La transparence nuit aux affaires
Pour s’expliquer, le Secrétariat en question joue la carte du secret-défense. Actuellement, un rapport annuel doit être remis au pouvoir législatif sans révéler le nom des acquéreurs ou l’usage prévu des armes. « Cette implication de parlementaires pourrait mener à une fragilisation du principe du secret de la défense nationale […] ainsi que du secret des affaires et du secret lié aux relations diplomatiques avec nos partenaires stratégiques » explique le SGDSN. Le contrôle parlementaire serait donc nuisible aux affaires ? Pour se défendre, l’exécutif explique qu’en ne répondant pas aux règles de transparence, ils assurent la sécurité des députés. En clair, ces derniers deviendraient« de facto solidaires des décisions prises ». Quel argument de mauvaise foi !
L’exécutif doit « adopter une position ouverte »… mais pas trop quand même
En conclusion, les rédacteurs de la note encouragent l’exécutif à « adopter une position ouverte » sur les propositions du rapport. Et pour ce faire, le texte suggère « de confirmer avec les principaux responsables de l’[Assemblée nationale] » leur opposition à la création d’une délégation parlementaire.
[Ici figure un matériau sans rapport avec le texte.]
use axum::{
    extract::{Request, State},
    http::header::AUTHORIZATION,
    middleware::Next,
    response::{IntoResponse, Response},
};
use axum_extra::extract::CookieJar;
use log::{debug, warn};

use crate::auth::{verify_jwt_token, AuthUser, AUTH_COOKIE_NAME};
use crate::error::AppError;
use crate::state::AppState;

/// Middleware that requires a JWT, from `Authorization: Bearer` or the
/// `auth_token` cookie.
pub async fn require_auth(
    cookie_jar: CookieJar,
    State(app_state): State<AppState>,
    mut request: Request,
    next: Next,
) -> Response {
    debug!(
        "Auth middleware - Processing request to: {} {}",
        request.method(),
        request.uri()
    );

    let bearer = request
        .headers()
        .get(AUTHORIZATION)
        .and_then(|v| v.to_str().ok())
        .and_then(|v| v.strip_prefix("Bearer "))
        .map(|v| v.trim().to_owned());
    let token = bearer.or_else(|| cookie_jar.get(AUTH_COOKIE_NAME).map(|c| c.value().to_owned()));

    let Some(token) = token else {
        debug!("Auth middleware - No auth token found");
        return AppError::Unauthorized.into_response();
    };

    match verify_jwt_token(&token, &app_state.config.jwt_secret) {
        Ok(claims) => match claims.user_id() {
            Ok(user_id) => {
                request.extensions_mut().insert(AuthUser(user_id));
                next.run(request).await
            }
            Err(_) => {
                warn!("Auth middleware - Invalid user ID in token: {}", claims.sub);
                AppError::Unauthorized.into_response()
            }
        },
        Err(e) => {
            debug!("Auth middleware - Token verification failed: {e:?}");
            AppError::Unauthorized.into_response()
        }
    }
}
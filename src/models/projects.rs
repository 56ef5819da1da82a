use chrono::{DateTime, Utc};
use diesel::prelude::*;
use serde::{Deserialize, Serialize};
use uuid::Uuid;

use crate::models::double_option;
use crate::schema::projects;

#[derive(Debug, Clone, Serialize, Deserialize, Queryable, Selectable, Identifiable)]
#[diesel(table_name = projects)]
pub struct Project {
    pub id: Uuid,
    pub user_id: Uuid,
    pub name: String,
    pub system_prompt: Option<String>,
    /// `None` means the registry default.
    pub model: Option<String>,
    pub params: Option<serde_json::Value>,
    pub created_at: DateTime<Utc>,
    pub updated_at: DateTime<Utc>,
}

#[derive(Debug, Clone, Insertable)]
#[diesel(table_name = projects)]
pub struct NewProject {
    pub id: Uuid,
    pub user_id: Uuid,
    pub name: String,
    pub system_prompt: Option<String>,
    pub model: Option<String>,
    pub params: Option<serde_json::Value>,
    pub created_at: DateTime<Utc>,
    pub updated_at: DateTime<Utc>,
}

/// Partial update. Outer `None` leaves a column untouched, `Some(None)`
/// clears a nullable one.
#[derive(Debug, Clone, Default, AsChangeset)]
#[diesel(table_name = projects)]
pub struct ProjectChanges {
    pub name: Option<String>,
    pub system_prompt: Option<Option<String>>,
    pub model: Option<Option<String>>,
    pub params: Option<Option<serde_json::Value>>,
    pub updated_at: Option<DateTime<Utc>>,
}

impl ProjectChanges {
    pub fn apply_to(&self, project: &mut Project) {
        if let Some(name) = &self.name {
            project.name = name.clone();
        }
        if let Some(system_prompt) = &self.system_prompt {
            project.system_prompt = system_prompt.clone();
        }
        if let Some(model) = &self.model {
            project.model = model.clone();
        }
        if let Some(params) = &self.params {
            project.params = params.clone();
        }
        if let Some(updated_at) = self.updated_at {
            project.updated_at = updated_at;
        }
    }
}

// request bodies
#[derive(Debug, Clone, Serialize, Deserialize)]
pub struct NewProjectView {
    pub name: String,
    pub system_prompt: Option<String>,
    pub model: Option<String>,
    pub params: Option<serde_json::Value>,
}

#[derive(Debug, Clone, Default, Serialize, Deserialize)]
pub struct UpdateProjectView {
    pub name: Option<String>,
    #[serde(default, deserialize_with = "double_option")]
    pub system_prompt: Option<Option<String>>,
    #[serde(default, deserialize_with = "double_option")]
    pub model: Option<Option<String>>,
    #[serde(default, deserialize_with = "double_option")]
    pub params: Option<Option<serde_json::Value>>,
}

#[cfg(test)]
mod tests {
    use super::*;

    #[test]
    fn update_body_distinguishes_null_from_absent() {
        let view: UpdateProjectView =
            serde_json::from_str(r#"{"system_prompt": null, "name": "Renamed"}"#).unwrap();
        assert_eq!(view.name.as_deref(), Some("Renamed"));
        assert_eq!(view.system_prompt, Some(None));
        assert_eq!(view.model, None);
        assert_eq!(view.params, None);
    }
}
En clair, ne voulant pas avoir l’air de refuser le contrôle des exportations d’armes, l’exécutif demande à l’assemblée nationale de s’y opposer à sa place… Voilà une démarche très courageuse et respectueuse de l’indépendance des pouvoirs ! Mais qu’ont-ils tant à cacher ? Quels sont ces contrats sur lesquels le parlement risquerait de tomber ? Tout cela est obscur à tel point que la note propose d’adopter « une ligne de communication » face aux médias et aux ONG. On se demande quelle sera cette « ligne » quand on sait que l’usage final de ces armes se heurte bien souvent au droit international.
« Eaux troubles, bonne pêche » : ce dicton semble fait pour les vendeurs d’armes.